Dalmacio Negro publica (jueves 11) un artículo en Alfa y Omega, suplemento religioso del diario ABC, sobre la posibilidad de un partido político católico. Lógico: muchos cristianos españoles están hasta el gorro de la tomadura de pelo que ha representado para el Cristianismo la subida al poder del Partido Popular, y pretenden buscar su propia opción, aquella que defienda valores como la sacralidad de la persona, la defensa de la vida, de la familia, una educación que responda a los ideales cristianos (que no son otros que los de Occidente) y una mayor preocupación por la justicia social, no sólo por la eficacia económica. En lo único que discrepo es en algo que he oído a quizás demasiados cristianos comprometidos en la cosa pública: el hecho de que un partido político católico deba contar con la jerarquía eclesiástica. No veo el porqué. Si se funda un partido político católico, y es una buena idea, lo único que hay que acordar es qué se entiende por católico en la res-pública, pero lo mejor sería que no contara con la aprobación de la jerarquía eclesiástica (ni con la aprobación ni con el veto), y que no se viera ninguna sotana en sus locales, ni ningún ensotanado en su dirección ni en sus bases. Los curas tienen otra función. Esto es cosa de laicos.

Porque esa es la clave: es muy bueno un partido confesional, pero no un partido clerical. Y el confesionalismo no tiene nada que ver con el clericalismo. Confesionalismo es llevar a la calle lo que se piensa y siente en el interior de la persona y del hogar. Confesionalismo, por tanto, es naturalidad y coherencia de vida. El clericalismo es otra cosa y, además, es muy aburrido. El confesional cristiano está pendiente de Cristo y de su Cuerpo Místico; el clerical está pendiente de lo que dice el párroco de la esquina. Y a veces dicen cada tontería... Confundir confesionalismo con clericalismo es como confundir la cultura audiovisual con el televisor de casa.

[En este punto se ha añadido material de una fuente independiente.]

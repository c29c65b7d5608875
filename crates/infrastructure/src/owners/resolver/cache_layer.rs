use super::super::cache::{AdaptiveCache, CachedOwners, OwnerCacheMetrics, OwnerCacheStats, EMPTY_OWNERS};
use async_trait::async_trait;
use kube_owners_application::ports::{ObjectFetcher, OwnerReferenceProvider};
use kube_owners_domain::config::owner_cache::DEFAULT_CAPACITY;
use kube_owners_domain::{DomainError, ObjectRef, ObjectUid, OwnerCacheConfig, OwnerRef};
use std::num::NonZeroUsize;
use std::sync::atomic::Ordering;
use std::sync::Arc;
use tracing::{debug, info, warn};

const DEFAULT_STORE_CAPACITY: NonZeroUsize = match NonZeroUsize::new(DEFAULT_CAPACITY) {
    Some(capacity) => capacity,
    None => panic!("default owner cache capacity must be non-zero"),
};

/// Cache decorator for object owner lookups
///
/// Wraps an `ObjectFetcher` and memoizes the owners of each object by uid,
/// including "not found" outcomes. Other lookup failures are never cached.
pub struct OwnerReferenceCache {
    fetcher: Option<Arc<dyn ObjectFetcher>>,
    store: AdaptiveCache<ObjectUid, CachedOwners>,
    metrics: Arc<OwnerCacheMetrics>,
}

impl OwnerReferenceCache {
    /// Wrap a fetcher with a store of `capacity` entries.
    ///
    /// A zero capacity is a construction failure; the owning component
    /// should refuse to start.
    pub fn new(fetcher: Arc<dyn ObjectFetcher>, capacity: usize) -> Result<Self, DomainError> {
        let store = AdaptiveCache::with_capacity(capacity)?;
        info!(capacity = capacity, "Initializing owner reference cache");

        Ok(Self {
            fetcher: Some(fetcher),
            store,
            metrics: Arc::new(OwnerCacheMetrics::default()),
        })
    }

    pub fn from_config(
        fetcher: Arc<dyn ObjectFetcher>,
        config: &OwnerCacheConfig,
    ) -> Result<Self, DomainError> {
        Self::new(fetcher, config.capacity)
    }

    /// Cache pre-populated with fixed entries and no fetcher.
    ///
    /// Lookups for seeded uids are served from the store; any other lookup
    /// fails with `FetcherUnavailable`.
    pub fn seeded<I>(entries: I) -> Self
    where
        I: IntoIterator<Item = (ObjectUid, Vec<OwnerRef>)>,
    {
        let store = AdaptiveCache::new(DEFAULT_STORE_CAPACITY);
        for (uid, owners) in entries {
            store.insert(uid, CachedOwners::Owners(owners.into()));
        }

        Self {
            fetcher: None,
            store,
            metrics: Arc::new(OwnerCacheMetrics::default()),
        }
    }

    /// Owners of `reference`, served from the store when possible.
    pub async fn get_owner_references(
        &self,
        reference: &ObjectRef,
    ) -> Result<Arc<[OwnerRef]>, DomainError> {
        if !reference.has_uid() {
            debug!(object = %reference, "Reference has no uid, bypassing owner cache");
            return self.fetch_uncached(reference).await;
        }

        if let Some(cached) = self.store.get(&reference.uid) {
            self.metrics.hits.fetch_add(1, Ordering::Relaxed);
            debug!(
                uid = %reference.uid,
                kind = %reference.kind,
                name = %reference.name,
                negative = cached.is_negative(),
                "Owner cache HIT"
            );
            return Ok(cached.owners());
        }

        self.metrics.misses.fetch_add(1, Ordering::Relaxed);
        debug!(
            uid = %reference.uid,
            kind = %reference.kind,
            name = %reference.name,
            "Owner cache MISS"
        );

        let fetcher = self.fetcher()?;
        self.metrics.fetches.fetch_add(1, Ordering::Relaxed);

        match fetcher.fetch(reference).await {
            Ok(object) => {
                if let Some(uid) = object.uid.as_ref().filter(|uid| !uid.is_empty()) {
                    if *uid != reference.uid {
                        debug!(
                            uid = %reference.uid,
                            current_uid = %uid,
                            object = %reference,
                            "Object was recreated under the same name, caching as not found"
                        );
                        return Ok(self.store_negative(reference));
                    }
                }

                let owners: Arc<[OwnerRef]> = object.owner_references.into();
                self.store
                    .insert(reference.uid.clone(), CachedOwners::Owners(Arc::clone(&owners)));
                self.metrics.positive_inserts.fetch_add(1, Ordering::Relaxed);
                Ok(owners)
            }
            Err(e) if e.is_not_found() => {
                debug!(uid = %reference.uid, object = %reference, "Object not found, caching negative entry");
                Ok(self.store_negative(reference))
            }
            Err(e) => {
                self.metrics.lookup_failures.fetch_add(1, Ordering::Relaxed);
                warn!(
                    uid = %reference.uid,
                    object = %reference,
                    error = %e,
                    "Owner lookup failed, not caching"
                );
                Err(e)
            }
        }
    }

    pub fn len(&self) -> usize {
        self.store.len()
    }

    pub fn is_empty(&self) -> bool {
        self.store.is_empty()
    }

    pub fn capacity(&self) -> usize {
        self.store.capacity()
    }

    /// Whether `uid` currently has a resident entry. Does not count as an access.
    pub fn contains(&self, uid: &ObjectUid) -> bool {
        self.store.contains(uid)
    }

    pub fn metrics(&self) -> Arc<OwnerCacheMetrics> {
        Arc::clone(&self.metrics)
    }

    pub fn stats(&self) -> OwnerCacheStats {
        let store = self.store.snapshot();
        OwnerCacheStats {
            entries: store.len,
            capacity: store.capacity,
            hits: self.metrics.hits.load(Ordering::Relaxed),
            misses: self.metrics.misses.load(Ordering::Relaxed),
            fetches: self.metrics.fetches.load(Ordering::Relaxed),
            positive_inserts: self.metrics.positive_inserts.load(Ordering::Relaxed),
            negative_inserts: self.metrics.negative_inserts.load(Ordering::Relaxed),
            lookup_failures: self.metrics.lookup_failures.load(Ordering::Relaxed),
            evictions: store.evictions,
            ghost_hits: store.ghost_hits,
            target_recent: store.target_recent,
            hit_rate: self.metrics.hit_rate(),
        }
    }

    fn fetcher(&self) -> Result<&Arc<dyn ObjectFetcher>, DomainError> {
        self.fetcher.as_ref().ok_or(DomainError::FetcherUnavailable)
    }

    fn store_negative(&self, reference: &ObjectRef) -> Arc<[OwnerRef]> {
        self.store.insert(reference.uid.clone(), CachedOwners::NotFound);
        self.metrics.negative_inserts.fetch_add(1, Ordering::Relaxed);
        Arc::clone(&EMPTY_OWNERS)
    }

    async fn fetch_uncached(&self, reference: &ObjectRef) -> Result<Arc<[OwnerRef]>, DomainError> {
        let fetcher = self.fetcher()?;
        self.metrics.fetches.fetch_add(1, Ordering::Relaxed);

        match fetcher.fetch(reference).await {
            Ok(object) => Ok(object.owner_references.into()),
            Err(e) if e.is_not_found() => Ok(Arc::clone(&EMPTY_OWNERS)),
            Err(e) => {
                self.metrics.lookup_failures.fetch_add(1, Ordering::Relaxed);
                warn!(object = %reference, error = %e, "Owner lookup failed");
                Err(e)
            }
        }
    }
}

#[async_trait]
impl OwnerReferenceProvider for OwnerReferenceCache {
    async fn get_owner_references(
        &self,
        reference: &ObjectRef,
    ) -> Result<Arc<[OwnerRef]>, DomainError> {
        OwnerReferenceCache::get_owner_references(self, reference).await
    }
}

Pero es que, además, el confesionalismo no es un gancho del pasado al que aferrarse ante el acoso anticristiano del relativismo moral, que pregona la muerte de Dios y que prohíbe hablar de religión o de virtudes (ahora llamadas valores) en la vida pública. El confesionalismo es el futuro, no el pasado, no es un recurso sino la opción más afianzada cada día que pasa. Muertas las ideologías, con la física convertida en química y la política transformada en economía, la humanidad se reparte entre quienes piensan que existe una vida después de la muerte y los que consideran que el tránsito final es también el fin de la existencia de la persona, al menos como persona. Es decir, tras el paréntesis de la modernidad (finales del siglo XIX y todo el siglo XX) la religión vuelve a ser la clave, no sólo de la vida personal, sino también de la social.

Otra cosa es que el discurso cultural imperante diga lo contrario, pero eso es culpa del discurso cultural imperante. Además, ese discurso está controlado por hombres que ya han cumplido los cincuenta o que están próximos a esa edad: es decir, por la mentalidad progre-modernista de una centuria ya muerta. El siglo XXI será confesional. Lo que no deja de tener ventajas: por ejemplo, las cuestiones se plantearán en su vertiente moral. Es decir, a fondo. 

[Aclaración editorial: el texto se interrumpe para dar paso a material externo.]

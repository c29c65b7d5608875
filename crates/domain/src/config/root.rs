use serde::{Deserialize, Serialize};

use super::errors::ConfigError;
use super::logging::{LoggingConfig, VALID_LOG_LEVELS};
use super::owner_cache::OwnerCacheConfig;

/// Root configuration
#[derive(Debug, Clone, Default, Deserialize, Serialize)]
pub struct Config {
    #[serde(default)]
    pub owner_cache: OwnerCacheConfig,

    #[serde(default)]
    pub logging: LoggingConfig,
}

impl Config {
    /// Parse and validate a TOML document. Missing sections take defaults.
    pub fn from_toml_str(content: &str) -> Result<Self, ConfigError> {
        let config: Config = toml::from_str(content)?;
        config.validate()?;
        Ok(config)
    }

    pub fn validate(&self) -> Result<(), ConfigError> {
        if self.owner_cache.capacity == 0 {
            return Err(ConfigError::Validation(
                "owner_cache.capacity must be greater than 0".to_string(),
            ));
        }

        if self.owner_cache.max_chain_depth == 0 {
            return Err(ConfigError::Validation(
                "owner_cache.max_chain_depth must be greater than 0".to_string(),
            ));
        }

        let level = self.logging.level.to_lowercase();
        if !VALID_LOG_LEVELS.contains(&level.as_str()) {
            return Err(ConfigError::Validation(format!(
                "logging.level '{}' is not one of {:?}",
                self.logging.level, VALID_LOG_LEVELS
            )));
        }

        Ok(())
    }
}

Y aún más. El confesionalismo que viene no es ni tan siquiera político: es empresarial. El protagonista de la vida pública actual no es el Parlamento, sino que son las empresas (probablemente para nuestra desgracia, pero así es). Especialmente, las empresas informativas, canales de cultura o incultura. Para ser exactos, si los católicos pretenden articularse como una opción, presentar su carnet de identidad como colectivo, antes deben crear editoras que partidos, aunque no hay razón para renunciar a nada.

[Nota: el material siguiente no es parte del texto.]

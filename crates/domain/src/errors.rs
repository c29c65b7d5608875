use thiserror::Error;

#[derive(Error, Debug, Clone, PartialEq, Eq)]
pub enum DomainError {
    #[error("Object not found: {0}")]
    NotFound(String),

    #[error("Object lookup failed: {0}")]
    LookupFailed(String),

    #[error("Invalid object reference: {0}")]
    InvalidReference(String),

    #[error("Invalid cache capacity: {0}")]
    InvalidCacheCapacity(usize),

    #[error("No object fetcher configured")]
    FetcherUnavailable,

    #[error("Owner chain exceeds maximum depth of {0}")]
    OwnerChainTooDeep(usize),
}

impl DomainError {
    /// True when the cluster reported that the object does not exist.
    pub fn is_not_found(&self) -> bool {
        matches!(self, DomainError::NotFound(_))
    }
}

Ejemplo: los habitantes del actual Estado de Israel (una democracia en Oriente Próximo, no lo olvidemos) no se corresponden con el código genético de la raza judía, tras 20 siglos de diáspora (suponiendo, que es mucho suponer, que se pueda hablar de códigos genéticos raciales). Lo que les mantiene unidos, como ningún pueblo lo ha estado nunca, es su religión, a pesar de que muchos israelitas no la practiquen o se dediquen a una serie de ritos externos (comida "koser", abstinencia laboral total los sábados, etc). El mundo islámico se distribuye por razas, países y costumbres muy diversas, pero tienen en común su fe islámica, practicada al modo integrista o de manera más "light". El conflicto de Palestina es confesional.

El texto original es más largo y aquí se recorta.